Measuring labour immigration policy: Openness, skills and rights
At its core, the design of a labour immigration policy requires policy decisions on three fundamental issues: how to regulate openness i.e. the number of migrants to be admitted (e.g., through quotas); how to select migrants (e.g., by skill); and what rights to grant migrants after admission (e.g., temporary or permanent residence; access to welfare benefits; and limited or unlimited rights to employment).

Most countries operate different labour immigration policies for admitting migrants for employment in low-, medium- and high-skilled jobs. Policies for different skill groups of workers are typically associated with different degrees of policy openness and rights for migrants. This is why I use labour immigration programmes rather than countries as a whole as my unit of analysis.

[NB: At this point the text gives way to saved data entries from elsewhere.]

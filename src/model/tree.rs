// Navigation tree - flattened arena with parent links stored as ids
use super::node::NavigationNode;
use serde::{Deserialize, Serialize};

/// Position of an entry in document order.
#[derive(Clone, Copy, Debug, PartialEq, Eq, Hash, PartialOrd, Ord)]
pub struct EntryId(usize);

impl EntryId {
    pub fn index(self) -> usize {
        self.0
    }
}

/// Initial folding baked in by the book generator.
///
/// With folding disabled every section starts expanded and no toggle
/// controls are rendered. With folding enabled, entries at a depth below
/// `level` start expanded and the rest start collapsed.
#[derive(Serialize, Deserialize, Clone, Copy, Debug, PartialEq, Eq, Default)]
#[serde(default)]
pub struct Fold {
    pub enable: bool,
    pub level: usize,
}

#[derive(Clone, Debug, PartialEq, Eq)]
pub struct Entry {
    pub id: EntryId,
    pub parent: Option<EntryId>,
    pub depth: usize,
    pub href: Option<String>,
    pub label: String,
    pub number: Option<String>,
    pub affix: bool,
    pub children: Vec<EntryId>,
}

impl Entry {
    pub fn is_section(&self) -> bool {
        !self.children.is_empty()
    }
}

#[derive(Clone, Debug, PartialEq, Eq, Default)]
pub struct NavTree {
    entries: Vec<Entry>,
    roots: Vec<EntryId>,
    fold: Fold,
}

impl NavTree {
    pub fn from_nodes(nodes: &[NavigationNode]) -> Self {
        let mut tree = Self::default();
        for node in nodes {
            let id = tree.push_subtree(node, None, 0);
            tree.roots.push(id);
        }
        tree
    }

    pub fn with_fold(mut self, fold: Fold) -> Self {
        self.fold = fold;
        self
    }

    fn push_subtree(&mut self, node: &NavigationNode, parent: Option<EntryId>, depth: usize) -> EntryId {
        let id = EntryId(self.entries.len());
        self.entries.push(Entry {
            id,
            parent,
            depth,
            href: node.href.clone(),
            label: node.label.clone(),
            number: node.number.clone(),
            affix: node.affix,
            children: Vec::new(),
        });
        for child in &node.children {
            let child_id = self.push_subtree(child, Some(id), depth + 1);
            self.entries[id.0].children.push(child_id);
        }
        id
    }

    pub fn fold(&self) -> Fold {
        self.fold
    }

    pub fn get(&self, id: EntryId) -> Option<&Entry> {
        self.entries.get(id.0)
    }

    pub fn roots(&self) -> &[EntryId] {
        &self.roots
    }

    /// All entries in document order.
    pub fn entries(&self) -> &[Entry] {
        &self.entries
    }

    /// Entries carrying an href, in document order.
    pub fn links(&self) -> impl Iterator<Item = &Entry> {
        self.entries.iter().filter(|e| e.href.is_some())
    }

    pub fn len(&self) -> usize {
        self.entries.len()
    }

    pub fn is_empty(&self) -> bool {
        self.entries.is_empty()
    }

    /// Walks from the parent of `id` up to its root.
    pub fn ancestors(&self, id: EntryId) -> Ancestors<'_> {
        Ancestors {
            tree: self,
            next: self.get(id).and_then(|e| e.parent),
        }
    }

    /// Copy of the tree with every href passed through `rewrite`.
    pub fn map_hrefs(&self, rewrite: impl Fn(&str) -> String) -> Self {
        let entries = self
            .entries
            .iter()
            .map(|e| Entry {
                href: e.href.as_deref().map(&rewrite),
                ..e.clone()
            })
            .collect();
        Self {
            entries,
            roots: self.roots.clone(),
            fold: self.fold,
        }
    }
}

pub struct Ancestors<'a> {
    tree: &'a NavTree,
    next: Option<EntryId>,
}

impl Iterator for Ancestors<'_> {
    type Item = EntryId;

    fn next(&mut self) -> Option<EntryId> {
        let id = self.next?;
        self.next = self.tree.get(id).and_then(|e| e.parent);
        Some(id)
    }
}

#[cfg(test)]
mod tests {
    use super::*;

    fn sample() -> NavTree {
        NavTree::from_nodes(&[
            NavigationNode::link("Intro", "intro.html"),
            NavigationNode::link("Guide", "guide/index.html").with_children(vec![
                NavigationNode::link("Setup", "guide/setup.html"),
                NavigationNode::heading("Advanced").with_children(vec![
                    NavigationNode::link("Tuning", "guide/tuning.html"),
                ]),
            ]),
            NavigationNode::link("FAQ", "faq.html"),
        ])
    }

    #[test]
    fn test_ids_follow_document_order() {
        let tree = sample();
        let labels: Vec<_> = tree.entries().iter().map(|e| e.label.as_str()).collect();
        assert_eq!(labels, ["Intro", "Guide", "Setup", "Advanced", "Tuning", "FAQ"]);
        assert_eq!(tree.roots(), &[EntryId(0), EntryId(1), EntryId(5)]);
    }

    #[test]
    fn test_parent_and_depth() {
        let tree = sample();
        let tuning = tree.get(EntryId(4)).unwrap();
        assert_eq!(tuning.parent, Some(EntryId(3)));
        assert_eq!(tuning.depth, 2);
        assert_eq!(tree.get(EntryId(1)).unwrap().children, vec![EntryId(2), EntryId(3)]);
        assert!(tree.get(EntryId(3)).unwrap().is_section());
    }

    #[test]
    fn test_ancestors_stop_at_root() {
        let tree = sample();
        let chain: Vec<_> = tree.ancestors(EntryId(4)).collect();
        assert_eq!(chain, vec![EntryId(3), EntryId(1)]);
        assert_eq!(tree.ancestors(EntryId(0)).count(), 0);
        assert_eq!(tree.ancestors(EntryId(99)).count(), 0);
    }

    #[test]
    fn test_links_skip_headings() {
        let tree = sample();
        assert_eq!(tree.links().count(), 5);
    }

    #[test]
    fn test_map_hrefs_keeps_structure() {
        let tree = sample().with_fold(Fold { enable: true, level: 1 });
        let mapped = tree.map_hrefs(|h| format!("../{h}"));
        assert_eq!(mapped.get(EntryId(2)).unwrap().href.as_deref(), Some("../guide/setup.html"));
        assert_eq!(mapped.get(EntryId(3)).unwrap().href, None);
        assert_eq!(mapped.fold(), tree.fold());
        assert_eq!(mapped.roots(), tree.roots());
    }
}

For my empirical analysis, I constructed two separate indexes that measure: (i) the openness of 104 labour immigration programmes in 46 high- and middle-income countries to admitting migrant workers; and (ii) the legal rights (civil and political, economic, social, residency, and family reunion rights) granted to migrant workers admitted under these programmes. The Appendix at the end of this blog includes the lists of indicators I used for measuring openness and rights.

To explore the potential variation of openness and rights across labour immigration programmes that aim to admit migrants with different skills, each of the programmes included in my analysis was assigned one or more ‘targeted skill level’. The targeted skill level of a labour immigration programme reflects the skills required in the (specific or range of) jobs that migrants are admitted to fill.

The results below refer to the year 2009.

The Appendix includes more explanation of the methods used in my analysis.

Ten key features of labour immigration policies in high-income countries

The following features refer to the 104 labour immigration programmes analysed in my study.

1. Temporary migration programmes predominate. The great majority of labour immigration programmes in high- and middle-income countries (just under 90 percent in my study) are temporary migration programmes (TMPs) i.e., programmes that grant temporary residence status on arrival (although some of them allow a transfer to permanent residence status after some time).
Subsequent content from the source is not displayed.